By the time the stop order was issued, Equinor had already invested over $2.5bn in the project. The stoppage was costing the company up to $50m per week, including 11 vessels on standby. Equinor revealed last week that it was considering terminating the project if no progress was made towards a resolution “within days”.

However, Equinor said on Monday that following dialogue with regulators and federal, state, and city officials, the stop work order was lifted by the Bureau of Ocean Energy Management, and construction activities will resume.

Equinor will perform an updated assessment of the 816MW project economics in the second quarter. The company aims to execute planned activities in the offshore installation window in 2025 and reach its planned commercial operation date in 2027. The project is currently more than 30% complete. When fully operational, it is expected to deliver enough electricity to power 500,000 New York homes.

The main facilitator for the lifting of the stop order was New York governor Kathy Hochul, who vowed that she would not give up on the project. According to her statement, she spent weeks pressing president Trump to lift the government’s hold on the wind farm.

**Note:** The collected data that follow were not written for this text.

//! Caller-driven cancellation of in-flight operations

use tokio::sync::watch;

/// Owner side: cancels every signal handed out
#[derive(Debug)]
pub struct CancellationSource {
    tx: watch::Sender<bool>,
}

impl CancellationSource {
    pub fn new() -> Self {
        let (tx, _rx) = watch::channel(false);
        Self { tx }
    }

    pub fn signal(&self) -> CancellationSignal {
        CancellationSignal {
            rx: self.tx.subscribe(),
        }
    }

    pub fn cancel(&self) {
        self.tx.send_replace(true);
    }
}

impl Default for CancellationSource {
    fn default() -> Self {
        Self::new()
    }
}

/// Observer side, cheap to clone
#[derive(Debug, Clone)]
pub struct CancellationSignal {
    rx: watch::Receiver<bool>,
}

impl CancellationSignal {
    pub fn is_cancelled(&self) -> bool {
        *self.rx.borrow()
    }

    /// Resolves once cancelled; never resolves if the source is dropped uncancelled
    pub async fn cancelled(&self) {
        let mut rx = self.rx.clone();
        loop {
            if *rx.borrow_and_update() {
                return;
            }
            if rx.changed().await.is_err() {
                std::future::pending::<()>().await;
            }
        }
    }
}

“After countless conversations with Equinor and White House officials, bringing labour and business to the table to emphasise the importance of this project, I’m pleased that President Trump and Secretary Burgum have agreed to lift the stop work order and allow this project to move forward,” Hochul said.

She also noted that the restart of the project saved 1,500 “good-paying union jobs that were on the line”.

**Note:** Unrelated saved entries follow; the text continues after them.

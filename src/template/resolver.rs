//! Role and language resolution of template blocks

use std::sync::Arc;

use crate::error::{TemplateError, TemplateResult};

use super::store::TemplateStore;
use super::types::{ResolutionKey, ResolvedBlock};

/// Finds the most specific block variant for a resolution key.
///
/// Order: role override (if declared for the role) else base block; then
/// requested language, block fallback language, process default language.
/// Lookups never cross into another namespace or template set.
pub struct Resolver {
    store: Arc<TemplateStore>,
    default_language: String,
}

impl Resolver {
    pub fn new(store: Arc<TemplateStore>, default_language: impl Into<String>) -> Self {
        Self {
            store,
            default_language: default_language.into(),
        }
    }

    pub fn store(&self) -> &Arc<TemplateStore> {
        &self.store
    }

    pub fn default_language(&self) -> &str {
        &self.default_language
    }

    pub async fn resolve(&self, key: &ResolutionKey) -> TemplateResult<ResolvedBlock> {
        let document = self.store.load(&key.namespace, &key.template_set).await?;

        let block = document
            .block(&key.block_id)
            .ok_or_else(|| TemplateError::BlockNotFound {
                namespace: key.namespace.clone(),
                template_set: key.template_set.clone(),
                block_id: key.block_id.clone(),
            })?;

        let variant = block.role_overrides.get(&key.role);

        let (texts, fallback_language, keyboard_spec, parse_mode) = match variant {
            Some(v) => (
                &v.text_by_language,
                v.fallback_language.as_ref().or(block.fallback_language.as_ref()),
                v.keyboard_spec.as_ref().or(block.keyboard_spec.as_ref()),
                v.parse_mode.or(block.parse_mode),
            ),
            None => (
                &block.text_by_language,
                block.fallback_language.as_ref(),
                block.keyboard_spec.as_ref(),
                block.parse_mode,
            ),
        };

        let mut candidates: Vec<&str> = vec![key.language.as_str()];
        for lang in fallback_language
            .map(String::as_str)
            .into_iter()
            .chain(std::iter::once(self.default_language.as_str()))
        {
            if !candidates.contains(&lang) {
                candidates.push(lang);
            }
        }

        let (language, text) = candidates
            .iter()
            .find_map(|lang| texts.get(*lang).map(|text| (lang.to_string(), text.clone())))
            .ok_or_else(|| TemplateError::LanguageNotResolved {
                block_id: key.block_id.clone(),
                language: key.language.clone(),
                tried: candidates.join(", "),
            })?;

        if language != key.language {
            tracing::debug!(
                block_id = %key.block_id,
                requested = %key.language,
                resolved = %language,
                "Language fallback applied"
            );
        }

        Ok(ResolvedBlock {
            block_id: key.block_id.clone(),
            role_override: variant.map(|_| key.role.clone()),
            language,
            text,
            keyboard_spec: keyboard_spec.cloned().unwrap_or_default(),
            layout: block.layout(),
            parse_mode,
        })
    }
}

The United States is a core country in Equinor’s portfolio. Since the early 2000s, Equinor has invested approximately $60bn in energy projects in the country.

“I would like to thank president Trump for finding a solution that saves thousands of American jobs and provides for continued investments in energy infrastructure in the US. I am grateful to Governor Hochul for her constructive collaboration with the Trump administration, without which we would not have been able to advance this project,” said Anders Opedal, president and CEO of Equinor.